Peg alfa-2b Peg alfa-2aVolume of 20 L 8LdistributionAbsorption half-life 4.6 50(h)Mean elimination 40 80half-life (h)
Comparing Pegylated Interferons for Hepatitis C by Laura Dean, MD., National Center of Biotechnology Information (NCBI) created on October 1, 2007. Data are limited, but indirect analysis suggests that there is no significant difference between the efficacy of peginterferon alfa-2a (Pegasys®) plus ribavirin and alfa2b (PEG-intron®) plus ribavirin in eliminating the hepatitis virus RNA from patients serum
In the August 2006 Journal of Hepatology, a small Argentine study compared the pharmacokinetics, pharmacodynamics, and antiviral activity of Pegasys and PegIntron in participants with chronic Hepatitis C genotype1. The researchers found that patients receiving PegIntron had greater decreases in HCV viral load after 8 weeks of therapy, despite lower levels of interferon in the blood of these participants. Interestingly, this trial was sponsored by Schering-Plough, the manufacturer of PegIntron.

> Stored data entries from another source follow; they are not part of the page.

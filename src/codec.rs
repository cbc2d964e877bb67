//! Field value codec: wire payloads and the persisted form of upload fields.
//!
//! Upload fields are stored as a versioned JSON envelope in a text column:
//!
//! ```json
//! {"v":1,"single":{"path":"gallery/2024-05/","file":"f3c1.jpg","variants":{...}}}
//! {"v":1,"items":[{"path":"...","file":"..."}, ...]}
//! ```
//!
//! Scalars pass through unchanged. An empty or absent stored value decodes to no uploads.

use crate::error::AppError;
use base64::engine::general_purpose::STANDARD as BASE64;
use base64::Engine;
use serde::{Deserialize, Serialize};
use serde_json::Value;
use std::collections::BTreeMap;
use thiserror::Error;

pub const ENVELOPE_VERSION: u32 = 1;

/// Metadata for one stored upload.
#[derive(Clone, Debug, PartialEq, Eq, Serialize, Deserialize)]
pub struct UploadResult {
    /// Directory relative to the uploads root, with trailing '/'.
    pub path: String,
    pub file: String,
    /// Variant name -> storage key of that rendition.
    #[serde(default, skip_serializing_if = "BTreeMap::is_empty")]
    pub variants: BTreeMap<String, String>,
    #[serde(default, skip_serializing_if = "Option::is_none")]
    pub content_type: Option<String>,
}

impl UploadResult {
    pub fn new(path: impl Into<String>, file: impl Into<String>) -> Self {
        UploadResult {
            path: path.into(),
            file: file.into(),
            variants: BTreeMap::new(),
            content_type: None,
        }
    }

    /// Public URL of one variant: `{base_url}uploads/{path}{variant}/{file}`.
    pub fn url(&self, base_url: &str, variant: &str) -> String {
        format!("{}uploads/{}{}/{}", base_url, self.path, variant, self.file)
    }
}

#[derive(Clone, Debug, PartialEq, Eq, Serialize, Deserialize)]
#[serde(rename_all = "lowercase")]
pub enum StoredUploads {
    Single(UploadResult),
    Items(Vec<UploadResult>),
}

impl StoredUploads {
    pub fn into_vec(self) -> Vec<UploadResult> {
        match self {
            StoredUploads::Single(u) => vec![u],
            StoredUploads::Items(v) => v,
        }
    }
}

#[derive(Serialize, Deserialize)]
struct Envelope {
    v: u32,
    #[serde(flatten)]
    body: StoredUploads,
}

#[derive(Error, Debug)]
pub enum CodecError {
    #[error("unsupported upload envelope version {0}")]
    Version(u32),
    #[error("malformed upload value: {0}")]
    Malformed(String),
}

impl From<CodecError> for AppError {
    fn from(e: CodecError) -> Self {
        AppError::Internal(e.to_string())
    }
}

/// Serialize uploads into the stored column value.
pub fn encode(uploads: &StoredUploads) -> Result<Value, CodecError> {
    let envelope = Envelope {
        v: ENVELOPE_VERSION,
        body: uploads.clone(),
    };
    serde_json::to_string(&envelope)
        .map(Value::String)
        .map_err(|e| CodecError::Malformed(e.to_string()))
}

pub fn encode_single(upload: &UploadResult) -> Result<Value, CodecError> {
    encode(&StoredUploads::Single(upload.clone()))
}

pub fn encode_items(uploads: &[UploadResult]) -> Result<Value, CodecError> {
    encode(&StoredUploads::Items(uploads.to_vec()))
}

/// Parse a stored column value. Empty/absent values yield `None`.
pub fn decode(stored: &Value) -> Result<Option<StoredUploads>, CodecError> {
    let envelope: Envelope = match stored {
        Value::Null => return Ok(None),
        Value::String(s) if s.trim().is_empty() => return Ok(None),
        Value::String(s) => serde_json::from_str(s).map_err(|e| CodecError::Malformed(e.to_string()))?,
        Value::Object(_) => {
            serde_json::from_value(stored.clone()).map_err(|e| CodecError::Malformed(e.to_string()))?
        }
        other => return Err(CodecError::Malformed(format!("unexpected stored value {}", other))),
    };
    if envelope.v != ENVELOPE_VERSION {
        return Err(CodecError::Version(envelope.v));
    }
    Ok(Some(envelope.body))
}

/// Stored value as a flat list; empty/absent is an empty list.
pub fn decode_uploads(stored: &Value) -> Result<Vec<UploadResult>, CodecError> {
    Ok(decode(stored)?.map(StoredUploads::into_vec).unwrap_or_default())
}

/// Emptiness of a wire or stored value: null, "", false, [] and {} are empty.
pub fn is_empty_value(v: &Value) -> bool {
    match v {
        Value::Null => true,
        Value::Bool(b) => !b,
        Value::String(s) => s.is_empty(),
        Value::Array(a) => a.is_empty(),
        Value::Object(o) => o.is_empty(),
        Value::Number(_) => false,
    }
}

/// Raw bytes of an upload payload.
#[derive(Clone, Debug, PartialEq, Eq)]
pub struct DecodedPayload {
    pub bytes: Vec<u8>,
    /// Media type from a `data:` URL prefix, when the payload carried one.
    pub content_type: Option<String>,
}

/// Decode a base64 upload payload, optionally in `data:<type>;base64,<data>` form.
pub fn decode_payload(content: &Value) -> Result<DecodedPayload, AppError> {
    let s = content
        .as_str()
        .ok_or_else(|| AppError::BadRequest("invalid upload payload: base64 string expected".into()))?;
    let (content_type, data) = match s.strip_prefix("data:") {
        Some(rest) => {
            let (meta, data) = rest
                .split_once(',')
                .ok_or_else(|| AppError::BadRequest("invalid upload payload: malformed data URL".into()))?;
            let media = meta
                .strip_suffix(";base64")
                .ok_or_else(|| AppError::BadRequest("invalid upload payload: data URL must be base64".into()))?;
            (Some(media.to_string()).filter(|m| !m.is_empty()), data)
        }
        None => (None, s),
    };
    let cleaned: String = data.chars().filter(|c| !c.is_ascii_whitespace()).collect();
    let bytes = BASE64
        .decode(cleaned.as_bytes())
        .map_err(|e| AppError::BadRequest(format!("invalid upload payload: {}", e)))?;
    if bytes.is_empty() {
        return Err(AppError::BadRequest("invalid upload payload: no data".into()));
    }
    Ok(DecodedPayload { bytes, content_type })
}

#[cfg(test)]
mod tests {
    use super::*;
    use serde_json::json;

    fn sample(file: &str) -> UploadResult {
        let mut u = UploadResult::new("gallery/2024-05/", file);
        u.variants.insert("original".into(), format!("gallery/2024-05/original/{}", file));
        u.variants.insert("thumbnail".into(), format!("gallery/2024-05/thumbnail/{}", file));
        u.content_type = Some("image/jpeg".into());
        u
    }

    #[test]
    fn single_round_trips() {
        let stored = StoredUploads::Single(sample("a.jpg"));
        let encoded = encode(&stored).unwrap();
        assert_eq!(decode(&encoded).unwrap(), Some(stored));
    }

    #[test]
    fn sequence_round_trips_in_order() {
        let items = vec![sample("a.jpg"), sample("b.jpg"), sample("c.jpg")];
        let encoded = encode_items(&items).unwrap();
        assert_eq!(decode_uploads(&encoded).unwrap(), items);
    }

    #[test]
    fn empty_values_decode_to_empty_sequence() {
        assert!(decode_uploads(&Value::Null).unwrap().is_empty());
        assert!(decode_uploads(&json!("")).unwrap().is_empty());
        assert!(decode_uploads(&json!("   ")).unwrap().is_empty());
    }

    #[test]
    fn rejects_unknown_version() {
        let stored = json!(r#"{"v":2,"items":[]}"#);
        assert!(matches!(decode(&stored), Err(CodecError::Version(2))));
    }

    #[test]
    fn accepts_jsonb_object_form() {
        let stored = json!({"v": 1, "single": {"path": "p/", "file": "f.png"}});
        assert_eq!(decode_uploads(&stored).unwrap(), vec![UploadResult::new("p/", "f.png")]);
    }

    #[test]
    fn envelope_shape_is_stable() {
        let encoded = encode_single(&UploadResult::new("p/", "f.png")).unwrap();
        assert_eq!(encoded, json!(r#"{"v":1,"single":{"path":"p/","file":"f.png"}}"#));
    }

    #[test]
    fn url_uses_variant_segment() {
        let u = UploadResult::new("gallery/2024-05/", "abc.jpg");
        assert_eq!(
            u.url("https://example.com/", "thumbnail"),
            "https://example.com/uploads/gallery/2024-05/thumbnail/abc.jpg"
        );
    }

    #[test]
    fn emptiness_rules() {
        assert!(is_empty_value(&Value::Null));
        assert!(is_empty_value(&json!("")));
        assert!(is_empty_value(&json!(false)));
        assert!(is_empty_value(&json!([])));
        assert!(!is_empty_value(&json!(0)));
        assert!(!is_empty_value(&json!("x")));
    }

    #[test]
    fn decodes_plain_and_data_url_payloads() {
        let plain = decode_payload(&json!("aGVsbG8=")).unwrap();
        assert_eq!(plain.bytes, b"hello");
        assert_eq!(plain.content_type, None);

        let data_url = decode_payload(&json!("data:image/png;base64,aGVs\nbG8=")).unwrap();
        assert_eq!(data_url.bytes, b"hello");
        assert_eq!(data_url.content_type.as_deref(), Some("image/png"));
    }

    #[test]
    fn rejects_malformed_payloads() {
        assert!(matches!(decode_payload(&json!(42)), Err(AppError::BadRequest(_))));
        assert!(matches!(decode_payload(&json!("not base64!")), Err(AppError::BadRequest(_))));
        assert!(matches!(decode_payload(&json!("data:image/png,abc")), Err(AppError::BadRequest(_))));
        assert!(matches!(decode_payload(&json!("")), Err(AppError::BadRequest(_))));
    }
}
//! Caller identity as resolved by the authentication layer.

/// Member id of an authenticated caller.
pub type MemberId = i64;

/// Request extension inserted by authentication middleware for authenticated callers.
#[derive(Clone, Copy, Debug, PartialEq, Eq)]
pub struct CallerIdentity(pub MemberId);

/// Source of the acting principal. Consulted once per request to build a [`crate::RequestContext`].
pub trait IdentityProvider: Send + Sync {
    fn has_caller_identity(&self) -> bool {
        self.caller_id().is_some()
    }

    fn caller_id(&self) -> Option<MemberId>;
}

impl IdentityProvider for Option<CallerIdentity> {
    fn caller_id(&self) -> Option<MemberId> {
        self.map(|c| c.0)
    }
}

impl IdentityProvider for CallerIdentity {
    fn caller_id(&self) -> Option<MemberId> {
        Some(self.0)
    }
}

#[cfg(test)]
mod tests {
    use super::*;

    #[test]
    fn provider_for_optional_identity() {
        let none: Option<CallerIdentity> = None;
        assert!(!none.has_caller_identity());
        assert_eq!(Some(CallerIdentity(5)).caller_id(), Some(5));
        assert!(CallerIdentity(7).has_caller_identity());
    }
}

At the 38th annual Digestive Disease Week in May 2007, Roche announced results of a small study demonstrating that all patients who discontinued treatment with PegIntron and ribavirin due to adverse events within the first 12 weeks were able to complete 12 weeks of treatment with Pegasys and ribavirin. The researchers concluded that Pegasys may be an option for those who are unable to tolerate the side effects of PegIntron.
3 studies presented at the 43rd European Association for the Study of Liver Diseases (EASL) held in Milan, Italy in April of 2008 showed that Pegasys had a better cure rate for Hepatitis C than PegIntron. The results of two Italian and one German trial demonstrated that when the dosage of ribavirin was kept at a constant, the cure rate for Hepatitis C was greater in those treated with Pegasys than Pegintron.
Also presented at the 43rd EASL were the results of the IDEAL (Individualized Dosing Efficacy vs. flat dosing to assess optimal pegylated interferon therapy) trial sponsored by Schering- Plough. Over 3,000 participants with Hepatitis C genotype 1 were recruited. While relapse after the end of treatment was lower for pts. receiving PegIntron, the end of treatment response was higher for pts. taking Pegasys.
In total, the IDEAL results demonstrated a similar sustained virologic response, safety and tolerability between the two pegylated interferons. This study is being criticized by experts because those receiving Pegasys received a different starting dose of ribavirin than those on PegIntron. In addition, ribavirin dose reduction protocol for side effects was not uniformly administered between these two treatment arms
An adjusted indirect analysis of trials comparing dual therapy with Pegasys or PegIntron versus dual therapy with non-pegylated interferon was then conducted. After analyzing 16 trials for sustained virological response and withdrawal due to side effect rates, no statistically significant differences between dual therapy with pegylated interferon alfa-2a and dual therapy with pegylated interferon alfa-2b were found.
A recent systematic review by the Cochrane Collaboration of randomized clinical trials comparing the 2 pegylated interferons, which included a meta-analysis of SVR rates in 8 trials with a total of 4293 participants, found that Pegasys was slightly but significantly more effective than PegIntron (relative risk 1.10; P = 0.004), with similar results for all subgroups; adverse event profiles were similar.
No studies directly compared the effects of different doses or durations of the two pegylated interferons. The optimal dose of peginterferon alfa-2b, when used as part of dual therapy with ribavirin, is 1.5 mcg/kg/week (the FDA-approved dose). Studies comparing different doses of peginterferon alfa-2a have not been published. Almost all trials evaluated the FDA-approved dose of 180 mcg/week. In patients with HCV genotype 1 infection, 48 weeks of dual therapy appears to be more effective than shorter courses. In patients with HCV genotype 2 or 3 infection, shorter courses may be sufficient, eg. 12 week-course of therapy appears to be as effective as 24 weeks.